# Assignment:
Would you please set down the lines of the data from the one containing "fn from(cli: Cli)" to the final line, exactly and only those?

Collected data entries
[Start of section]
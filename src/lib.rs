//! # Reduction-Bench
//!
//! Micro-benchmark harness comparing a sequential loop, a chunked
//! fork-join over CPU workers and a compute-device offload for the same
//! vector computation.
//!
//! ```
//! use reduction_bench::prelude::*;
//!
//! let inputs = VectorGenerator::new(42).pair(1000);
//! let expected = dot_product::dot_product_sequential(inputs.a(), inputs.b()).unwrap();
//! let parallel = dot_product::dot_product_chunked(inputs.a(), inputs.b(), 8).unwrap();
//! assert!((expected - parallel).abs() <= 1e-4 * expected.abs());
//! ```

pub mod accel;
pub mod cli;
pub mod config;
pub mod error;
pub mod math;
pub mod parallel;
pub mod registry;
pub mod utils;

pub use error::{BenchError, PreconditionViolation, Result};

/// Re-export tui from utils
pub use utils::tui;

pub use utils::runner::run;

/// Re-export commonly used items
pub mod prelude {
    pub use crate::accel::{Accelerator, SoftwareDevice};
    pub use crate::config::{Backend, BenchConfig};
    pub use crate::error::{BenchError, Result};
    pub use crate::math::{dot_product, vector_add};
    pub use crate::parallel::{Aggregator, ChunkPartitioner};
    pub use crate::registry::{build_registry, AlgorithmRegistry, AlgorithmRunner};
    pub use crate::utils::{VectorGenerator, VectorPair};
}
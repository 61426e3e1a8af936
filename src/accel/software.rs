//! Host-emulated accelerator.
//!
//! Buffers live in host memory, a dispatch runs on its own background
//! thread workgroup by workgroup, and `await_completion` joins that
//! thread, which gives the same submit-then-wait shape as a real command
//! queue without any GPU.

use super::kernels::{KernelOp, BINDINGS};
use super::{lock, Accelerator, AcceleratorError, BufferHandle, CompiledProgram, CompletionToken, Kernel};
use std::collections::HashMap;
use std::sync::atomic::{AtomicU64, Ordering};
use std::sync::{Arc, Mutex};
use std::thread::{self, JoinHandle};

type BufferTable = Arc<Mutex<HashMap<u64, Vec<u8>>>>;

/// Default workgroup limit, in line with common desktop GPUs
pub const DEFAULT_MAX_WORKGROUP: u32 = 256;

pub struct SoftwareDevice {
    max_workgroup_size: u32,
    next_id: AtomicU64,
    programs: Mutex<HashMap<u64, KernelOp>>,
    buffers: BufferTable,
    pending: Mutex<HashMap<u64, JoinHandle<Result<(), AcceleratorError>>>>,
}

impl SoftwareDevice {
    pub fn new() -> Self {
        Self::with_max_workgroup(DEFAULT_MAX_WORKGROUP)
    }

    pub fn with_max_workgroup(max_workgroup_size: u32) -> Self {
        Self {
            max_workgroup_size,
            next_id: AtomicU64::new(1),
            programs: Mutex::new(HashMap::new()),
            buffers: Arc::new(Mutex::new(HashMap::new())),
            pending: Mutex::new(HashMap::new()),
        }
    }

    /// Buffers allocated and not yet released
    pub fn live_buffers(&self) -> usize {
        lock(&self.buffers).len()
    }

    pub fn compiled_programs(&self) -> usize {
        lock(&self.programs).len()
    }

    fn next_id(&self) -> u64 {
        self.next_id.fetch_add(1, Ordering::Relaxed)
    }
}

impl Default for SoftwareDevice {
    fn default() -> Self {
        Self::new()
    }
}

impl Accelerator for SoftwareDevice {
    fn name(&self) -> &str {
        "software"
    }

    fn max_workgroup_size(&self) -> u32 {
        self.max_workgroup_size
    }

    fn compile(&self, kernel: &Kernel) -> Result<CompiledProgram, AcceleratorError> {
        let signature = format!("fn {}(", kernel.entry_point);
        if !kernel.source.contains(&signature) {
            return Err(AcceleratorError::Compile {
                entry_point: kernel.entry_point.to_string(),
                reason: "entry point not found in source".to_string(),
            });
        }

        let id = self.next_id();
        lock(&self.programs).insert(id, kernel.op);
        log::trace!("software: compiled '{}' as program {}", kernel.entry_point, id);
        Ok(CompiledProgram::new(id, kernel.entry_point))
    }

    fn allocate_buffer(
        &self,
        size_bytes: usize,
        host_data: Option<&[u8]>,
    ) -> Result<BufferHandle, AcceleratorError> {
        let contents = match host_data {
            Some(data) if data.len() != size_bytes => {
                return Err(AcceleratorError::Allocate {
                    size_bytes,
                    reason: format!("host data is {} bytes", data.len()),
                });
            }
            Some(data) => data.to_vec(),
            None => vec![0; size_bytes],
        };

        let id = self.next_id();
        lock(&self.buffers).insert(id, contents);
        Ok(BufferHandle::new(id, size_bytes))
    }

    fn dispatch(
        &self,
        program: &CompiledProgram,
        buffers: &[&BufferHandle],
        workgroup_size: u32,
    ) -> Result<CompletionToken, AcceleratorError> {
        let op = *lock(&self.programs)
            .get(&program.id())
            .ok_or(AcceleratorError::UnknownHandle {
                kind: "program",
                id: program.id(),
            })?;

        if workgroup_size == 0 || workgroup_size > self.max_workgroup_size {
            return Err(AcceleratorError::Dispatch(format!(
                "workgroup size {} outside 1..={}",
                workgroup_size, self.max_workgroup_size
            )));
        }
        let [a, b, out] = buffers else {
            return Err(AcceleratorError::Dispatch(format!(
                "expected {} bindings, got {}",
                BINDINGS,
                buffers.len()
            )));
        };

        if out.size_bytes() % std::mem::size_of::<f32>() != 0 {
            return Err(AcceleratorError::Dispatch(format!(
                "output buffer {} is not a whole number of f32 values",
                out.id()
            )));
        }
        let elements = out.elements();
        let (a, b, out_id) = {
            let table = lock(&self.buffers);
            let fetch = |handle: &BufferHandle| -> Result<Vec<f32>, AcceleratorError> {
                let bytes = table.get(&handle.id()).ok_or(AcceleratorError::UnknownHandle {
                    kind: "buffer",
                    id: handle.id(),
                })?;
                let values = super::bytes_to_f32(bytes)?;
                if values.len() < elements {
                    return Err(AcceleratorError::Dispatch(format!(
                        "input buffer {} holds {} values, dispatch needs {}",
                        handle.id(),
                        values.len(),
                        elements
                    )));
                }
                Ok(values)
            };
            if !table.contains_key(&out.id()) {
                return Err(AcceleratorError::UnknownHandle {
                    kind: "buffer",
                    id: out.id(),
                });
            }
            (fetch(*a)?, fetch(*b)?, out.id())
        };

        let table = Arc::clone(&self.buffers);
        let group = workgroup_size as usize;
        let job = thread::spawn(move || -> Result<(), AcceleratorError> {
            let mut result = vec![0.0_f32; elements];
            for start in (0..elements).step_by(group) {
                let end = (start + group).min(elements);
                for i in start..end {
                    result[i] = op.apply(a[i], b[i]);
                }
            }

            let mut table = lock(&table);
            let target = table.get_mut(&out_id).ok_or_else(|| {
                AcceleratorError::Await(format!("output buffer {} released before completion", out_id))
            })?;
            target.copy_from_slice(bytemuck::cast_slice::<f32, u8>(&result));
            Ok(())
        });

        let id = self.next_id();
        lock(&self.pending).insert(id, job);
        Ok(CompletionToken::new(id))
    }

    fn await_completion(&self, token: CompletionToken) -> Result<(), AcceleratorError> {
        let job = lock(&self.pending)
            .remove(&token.id())
            .ok_or(AcceleratorError::UnknownHandle {
                kind: "completion",
                id: token.id(),
            })?;
        job.join()
            .map_err(|_| AcceleratorError::Await("device thread panicked".to_string()))?
    }

    fn read_buffer(&self, handle: &BufferHandle) -> Result<Vec<u8>, AcceleratorError> {
        lock(&self.buffers)
            .get(&handle.id())
            .cloned()
            .ok_or(AcceleratorError::UnknownHandle {
                kind: "buffer",
                id: handle.id(),
            })
    }

    fn release_buffer(&self, handle: &BufferHandle) -> Result<(), AcceleratorError> {
        lock(&self.buffers)
            .remove(&handle.id())
            .map(|_| ())
            .ok_or(AcceleratorError::UnknownHandle {
                kind: "buffer",
                id: handle.id(),
            })
    }
}
//! Reproducible benchmark inputs.

use rand::rngs::StdRng;
use rand::{Rng, SeedableRng};
use std::sync::Arc;

/// Values are drawn from `[0, DEFAULT_SCALE)`
pub const DEFAULT_SCALE: f32 = 10.0;

/// Two equal-length input vectors, immutable once generated.
///
/// Cloning shares the underlying storage; no strategy can mutate it.
#[derive(Clone, Debug)]
pub struct VectorPair {
    a: Arc<[f32]>,
    b: Arc<[f32]>,
}

impl VectorPair {
    /// Wrap existing data.
    ///
    /// Lengths are not checked here; strategies reject mismatched pairs.
    pub fn new(a: Vec<f32>, b: Vec<f32>) -> Self {
        Self {
            a: a.into(),
            b: b.into(),
        }
    }

    pub fn a(&self) -> &[f32] {
        &self.a
    }

    pub fn b(&self) -> &[f32] {
        &self.b
    }

    pub fn len(&self) -> usize {
        self.a.len()
    }

    pub fn is_empty(&self) -> bool {
        self.a.is_empty()
    }
}

/// Seeded generator of pseudo-random `f32` vectors.
pub struct VectorGenerator {
    rng: StdRng,
    scale: f32,
}

impl VectorGenerator {
    pub fn new(seed: u64) -> Self {
        Self {
            rng: StdRng::seed_from_u64(seed),
            scale: DEFAULT_SCALE,
        }
    }

    /// Draw values from `[0, scale)` instead of the default range.
    pub fn with_scale(mut self, scale: f32) -> Self {
        self.scale = scale;
        self
    }

    pub fn vector(&mut self, len: usize) -> Vec<f32> {
        let scale = self.scale;
        (0..len).map(|_| self.rng.random::<f32>() * scale).collect()
    }

    /// Generate both inputs for one benchmark run.
    pub fn pair(&mut self, len: usize) -> VectorPair {
        let a = self.vector(len);
        let b = self.vector(len);
        VectorPair::new(a, b)
    }
}
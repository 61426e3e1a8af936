//! Command-line interface.

use crate::config::{Backend, BenchConfig};
use clap::Parser;
use std::path::PathBuf;

/// Compare sequential, chunked-parallel and accelerator strategies.
#[derive(Parser, Debug)]
#[command(name = "reduction-bench")]
#[command(version, about, long_about = None)]
pub struct Cli {
    /// Number of elements per input vector
    #[arg(short = 'n', long, default_value = "10")]
    pub size: usize,

    /// Worker count of the chunked-parallel strategy
    #[arg(short, long, default_value = "200")]
    pub workers: usize,

    /// Seed for input generation (default: time-based)
    #[arg(long)]
    pub seed: Option<u64>,

    /// Algorithm to benchmark
    #[arg(long, default_value = "dot_product")]
    pub algorithm: String,

    /// Device for the accelerator strategy
    #[arg(long, value_enum, default_value_t = Backend::Software)]
    pub backend: Backend,

    /// Timed runs per strategy; more than one prints a statistics table
    #[arg(short, long, default_value = "1")]
    pub runs: usize,

    /// Warmup iterations per strategy in multi-run mode
    #[arg(long, default_value = "2")]
    pub warmup: usize,

    /// Export multi-run statistics to CSV
    #[arg(long, value_name = "PATH")]
    pub csv: Option<PathBuf>,

    /// Check every strategy against the sequential baseline and exit
    #[arg(long)]
    pub verify: bool,

    /// List available algorithms
    #[arg(short, long)]
    pub list: bool,
}

impl From<Cli> for BenchConfig {
    fn from(cli: Cli) -> Self {
        Self {
            size: cli.size,
            workers: cli.workers,
            seed: cli.seed,
            algorithm: cli.algorithm,
            backend: cli.backend,
            runs: cli.runs,
            warmup: cli.warmup,
            csv: cli.csv,
            verify: cli.verify,
            list: cli.list,
        }
    }
}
[End of section]
# Reply:
    fn from(cli: Cli) -> Self {
        Self {
            size: cli.size,
            workers: cli.workers,
            seed: cli.seed,
            algorithm: cli.algorithm,
            backend: cli.backend,
            runs: cli.runs,
            warmup: cli.warmup,
            csv: cli.csv,
            verify: cli.verify,
            list: cli.list,
        }
    }
}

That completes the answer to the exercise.